I hit a rough patch, painting-wise, during the dregs of winter. After spending a few months staring at the sky, I found that my practice was becoming stale. I’d amassed quite a few studies done directly from my windows (see Sky Studies), only to find that my plans of turning these into the basis for longer, larger, more complex work was hitting one dilly of a speed bump. Whereas the paintings had initially spoken to and directed me, they were now giving me the silent treatment. The sensation was awful, and I wondered how I’d lost that spark. If the paintings and I had been dating, they’d be sitting at the extreme end of the couch just then, arms crossed, coldly saying, “Well, if you don’t know what you’ve done wrong, I’m certainly not going to tell you.” And that is just not cool.
This is a dire situation for a painter to be in. On the one hand, I’d invested a lot of time, energy, and -that most valuable of resources- hope into this project. The thought of it actually going nowhere just about broke my heart. Not to mention there is about 40 square feet of canvas with a half truckload of paint on it that I’d never get back. On the other hand, when the painting is sitting on that couch, arms crossed, with that unfair moral superiority thing going on, I know I can’t bully it. Even in a state of suspension it is more powerful by far than I am, and while I might not be smart enough to avoid these pitfalls entirely, I at least know that the only way out of them is to get the painting and myself back on the same team. So I needed to find a way back in, a way to meet the painting where it was rather than where I thought it should be, and for us to continue together.*
I may, maybe, might have found that way in, in the most unlikely of places: math. The Fibonacci Sequence of numbers, developed by an Italian mathematician around 1200 C.E., to be precise. Google away if you desire- entire books have been written on these numbers by very enthusiastic math guys who use two or more exclamation points at the end of a sentence so you’ll appreciate how amazing it is (I just read such a book- it was dead cute how excited the author was). I’ll sum up the relevant points for my purposes here: The Fibonacci sequence first answered the seemingly simple question of What happens if you put two rabbits together and they start breeding like…well, rabbits? Making a few assumptions about litter sizes and gender division, the sequence charts the population growth. In itself- big whoop. But as other excited math guys started looking at the numbers, they found all these fascinating!, amazing!!, unsuspected sightings and uses!!! for them(!). Amongst many, many, MANY other things, the Fibonacci sequence pops up in how shells are formed, in how plant life develops and adapts. And it has influenced the compositions of some of the most beautiful works of art and architecture created since Ancient Greece. In short, it was present in nature for eons before Leonardo Fibonacci developed his rabbit tracking system, just as it had been present in the human psyche, across cultures, for millenia. My favourite line from one of my favourite books** states that “the world is not dumb at all, but merely waiting for someone to speak to it in a language it understands”. These numbers are a fundamental way in which nature speaks to humanity in a language that we can understand.

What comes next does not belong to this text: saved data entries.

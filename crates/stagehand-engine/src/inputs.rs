//! Declared-input extraction.
//!
//! Resolves a component's requirements against prior context using the
//! step's input list, honoring the constraint mode (hard: every requirement
//! must resolve; soft: at least one) and enforcing cardinality. A violation
//! fails the whole extraction — nothing is partially injected.

use crate::context::ContextStore;
use crate::plan::PlannedStep;
use serde_json::Value;
use stagehand_core::{Cardinality, Component, ConstraintMode, Error, InputValue, Result};
use std::collections::BTreeMap;
use tracing::debug;

pub fn resolve_inputs(
    step: &PlannedStep,
    component: &dyn Component,
    store: &dyn ContextStore,
) -> Result<BTreeMap<String, InputValue>> {
    let requirements = component.requires();
    let mode = component.constraint_mode();
    let mut resolved: BTreeMap<String, InputValue> = BTreeMap::new();
    let mut unresolved: Vec<String> = Vec::new();

    for requirement in &requirements {
        let type_id = requirement.type_id();
        let candidates: Vec<Value> = step
            .inputs
            .iter()
            .filter(|input| input.type_id == type_id)
            .flat_map(|input| store.fetch(type_id, &input.context_key))
            .collect();

        match requirement.cardinality() {
            Cardinality::Single => match candidates.len() {
                0 => unresolved.push(type_id.to_string()),
                1 => {
                    resolved.insert(
                        type_id.to_string(),
                        InputValue::Single(candidates.into_iter().next().unwrap()),
                    );
                }
                n => {
                    return Err(Error::InputResolution(format!(
                        "requirement '{}' expects a single value but {} candidates resolved",
                        type_id, n
                    )));
                }
            },
            Cardinality::Multiple => match candidates.as_slice() {
                [] => unresolved.push(type_id.to_string()),
                [only] if !only.is_array() => {
                    return Err(Error::InputResolution(format!(
                        "requirement '{}' expects multiple values but resolved to a scalar",
                        type_id
                    )));
                }
                [only] => {
                    let items = only.as_array().cloned().unwrap_or_default();
                    resolved.insert(type_id.to_string(), InputValue::Many(items));
                }
                _ => {
                    resolved.insert(type_id.to_string(), InputValue::Many(candidates));
                }
            },
        }
    }

    match mode {
        ConstraintMode::Hard => {
            if let Some(missing) = unresolved.first() {
                return Err(Error::InputResolution(format!(
                    "requirement '{}' did not resolve under hard constraint mode",
                    missing
                )));
            }
        }
        ConstraintMode::Soft => {
            if resolved.is_empty() && !requirements.is_empty() {
                return Err(Error::InputResolution(format!(
                    "no requirement resolved under soft constraint mode ({} declared)",
                    requirements.len()
                )));
            }
            if !unresolved.is_empty() {
                debug!(
                    component = component.name(),
                    missing = ?unresolved,
                    "soft-mode requirements left unresolved"
                );
            }
        }
    }

    Ok(resolved)
}

#[cfg(test)]
mod tests {
    use super::*;
    use crate::context::MemoryStore;
    use serde_json::json;
    use stagehand_core::{ComponentCall, ComponentResult, RequirementSpec};

    struct Needy {
        requires: Vec<RequirementSpec>,
        mode: ConstraintMode,
    }

    #[async_trait::async_trait]
    impl Component for Needy {
        fn name(&self) -> &str {
            "needy"
        }
        fn description(&self) -> &str {
            "input extraction probe"
        }
        fn requires(&self) -> Vec<RequirementSpec> {
            self.requires.clone()
        }
        fn constraint_mode(&self) -> ConstraintMode {
            self.mode
        }
        async fn execute(&self, _call: ComponentCall) -> ComponentResult {
            Ok(json!(null))
        }
    }

    fn step_with(inputs: &[(&str, &str)]) -> PlannedStep {
        let mut step = PlannedStep::new("out", "needy");
        for (type_id, key) in inputs {
            step = step.input(*type_id, *key);
        }
        step
    }

    #[test]
    fn single_requirement_resolves() {
        let mut store = MemoryStore::new();
        store.store("document", "d1", json!("text"));
        let needy = Needy {
            requires: vec![RequirementSpec::exact("document")],
            mode: ConstraintMode::Hard,
        };
        let resolved = resolve_inputs(&step_with(&[("document", "d1")]), &needy, &store).unwrap();
        assert_eq!(resolved["document"], InputValue::Single(json!("text")));
    }

    #[test]
    fn single_with_many_candidates_fails() {
        let mut store = MemoryStore::new();
        store.store("document", "d1", json!("one"));
        store.store("document", "d1", json!("two"));
        let needy = Needy {
            requires: vec![RequirementSpec::single("document")],
            mode: ConstraintMode::Hard,
        };
        let err = resolve_inputs(&step_with(&[("document", "d1")]), &needy, &store).unwrap_err();
        assert!(err.to_string().contains("single"));
    }

    #[test]
    fn multiple_with_scalar_fails() {
        let mut store = MemoryStore::new();
        store.store("reading", "r1", json!(42));
        let needy = Needy {
            requires: vec![RequirementSpec::multiple("reading")],
            mode: ConstraintMode::Hard,
        };
        let err = resolve_inputs(&step_with(&[("reading", "r1")]), &needy, &store).unwrap_err();
        assert!(err.to_string().contains("scalar"));
    }

    #[test]
    fn multiple_accepts_array_or_accumulated_values() {
        let mut store = MemoryStore::new();
        store.store("reading", "batch", json!([1, 2, 3]));
        store.store("note", "n", json!("a"));
        store.store("note", "n", json!("b"));
        let needy = Needy {
            requires: vec![
                RequirementSpec::multiple("reading"),
                RequirementSpec::multiple("note"),
            ],
            mode: ConstraintMode::Hard,
        };
        let resolved = resolve_inputs(
            &step_with(&[("reading", "batch"), ("note", "n")]),
            &needy,
            &store,
        )
        .unwrap();
        assert_eq!(
            resolved["reading"],
            InputValue::Many(vec![json!(1), json!(2), json!(3)])
        );
        assert_eq!(resolved["note"], InputValue::Many(vec![json!("a"), json!("b")]));
    }

    #[test]
    fn hard_mode_requires_every_requirement() {
        let store = MemoryStore::new();
        let needy = Needy {
            requires: vec![RequirementSpec::exact("document")],
            mode: ConstraintMode::Hard,
        };
        let err = resolve_inputs(&step_with(&[]), &needy, &store).unwrap_err();
        assert!(err.to_string().contains("hard"));
    }

    #[test]
    fn soft_mode_accepts_partial_resolution() {
        let mut store = MemoryStore::new();
        store.store("document", "d1", json!("text"));
        let needy = Needy {
            requires: vec![
                RequirementSpec::single("document"),
                RequirementSpec::single("summary"),
            ],
            mode: ConstraintMode::Soft,
        };
        let resolved = resolve_inputs(&step_with(&[("document", "d1")]), &needy, &store).unwrap();
        assert_eq!(resolved.len(), 1);
        assert!(resolved.contains_key("document"));
    }

    #[test]
    fn soft_mode_rejects_nothing_resolved() {
        let store = MemoryStore::new();
        let needy = Needy {
            requires: vec![
                RequirementSpec::single("document"),
                RequirementSpec::single("summary"),
            ],
            mode: ConstraintMode::Soft,
        };
        let err = resolve_inputs(&step_with(&[]), &needy, &store).unwrap_err();
        assert!(err.to_string().contains("soft"));
    }

    #[test]
    fn cardinality_violation_fails_even_under_soft_mode() {
        let mut store = MemoryStore::new();
        store.store("document", "d1", json!("one"));
        store.store("document", "d1", json!("two"));
        store.store("summary", "s1", json!("fine"));
        let needy = Needy {
            requires: vec![
                RequirementSpec::single("document"),
                RequirementSpec::single("summary"),
            ],
            mode: ConstraintMode::Soft,
        };
        // "summary" alone would satisfy soft mode, but the violation on
        // "document" fails the extraction outright.
        let err = resolve_inputs(
            &step_with(&[("document", "d1"), ("summary", "s1")]),
            &needy,
            &store,
        )
        .unwrap_err();
        assert!(err.to_string().contains("single"));
    }
}
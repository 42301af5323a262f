//! Stagehand — discrete units of work inside re-plannable execution
//! sequences, with uniform contract validation, execution instrumentation,
//! and error-severity-driven recovery.
//!
//! Facade crate: re-exports the contract (`stagehand-core`), the component
//! registry (`stagehand-registry`), and the execution engine
//! (`stagehand-engine`).

pub use stagehand_core::{
    validate_contract, Cardinality, Component, ComponentCall, ComponentError, ComponentKind,
    ComponentResult, ConstraintMode, Error, ErrorClassification, FailureContext, InputValue,
    RequirementSpec, Result, RetryPolicy, Severity,
};
pub use stagehand_engine::{
    render_report, ContextStore, ExecutionError, ExecutionPlan, ExecutionRecord, ExecutionResult,
    MemoryStore, PlanRunner, PlanStatus, PlannedStep, StepInput,
};
pub use stagehand_registry::{
    default_standalone_set, Category, ComponentRegistry, ConnectorKind, Registration,
    RegistrationSet, RegistryState,
};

This subject hit a nerve for me, and made me want to join in the excessive exclamation-marking, mostly because of a series of sunflower paintings and drawings I did some years ago. There’s a lot going on in your average sunflower. For example, if you ever need to hypnotize an adversary (or a friend- it’s up to you), try placing the face of a well-developed sunflower in front of them. They might, as I was, be awe-struck by the systematic intricacy of the seed patterns on the face, the arcs that radiate perfectly from the centre, and how each arc gracefully balances its opposing partner. And what, if you were so inclined to take numbers to it, would you find in this incredible arrangement? The Fibonacci numbers. (!!!).
So, I thought in my wee little brain, if there are some compositional basics that are supported by these numbers and proportions, can that help me out of the tight spot I’m in? After all, the speed bump is of a compositional nature: The sky paintings are separated by two degrees from the subject that originally inspired them- by this I mean the sky was the inspiration, I made a study of it (that’s one degree), and now I’m trying to make something different from those studies (that’s two degrees): different scale, different species. They function more as abstracts than as representational paintings, and I don’t do well without some kind of map in front of me. My one ever attempt at a purely abstract painting would have dissolved the viewers’ eyeballs with its hideousness. I’m not exaggerating at all. I destroyed it with my own hands to save you.
But perhaps this language of nature can get me back in my paintings’ good graces. When I am lost, which I will be, I can turn to the lessons hidden in the sunflowers and the shells, and try to find them in the paintings, too.
(*yes, I’m aware that I anthropomorphize my paintings. And I’m aware that it’s a little nuts. But I dare you to take up the brush and NOT end up thinking of it as a separate entity with its own will. It doesn’t take long- even late bloomers, by the third year of art school, are talking about “what the painting needs”, and their fellow students are nodding in agreement.)
**from Jonathan Strange & Mr. Norrell by Susannah Clarke, may she please publish another book soon.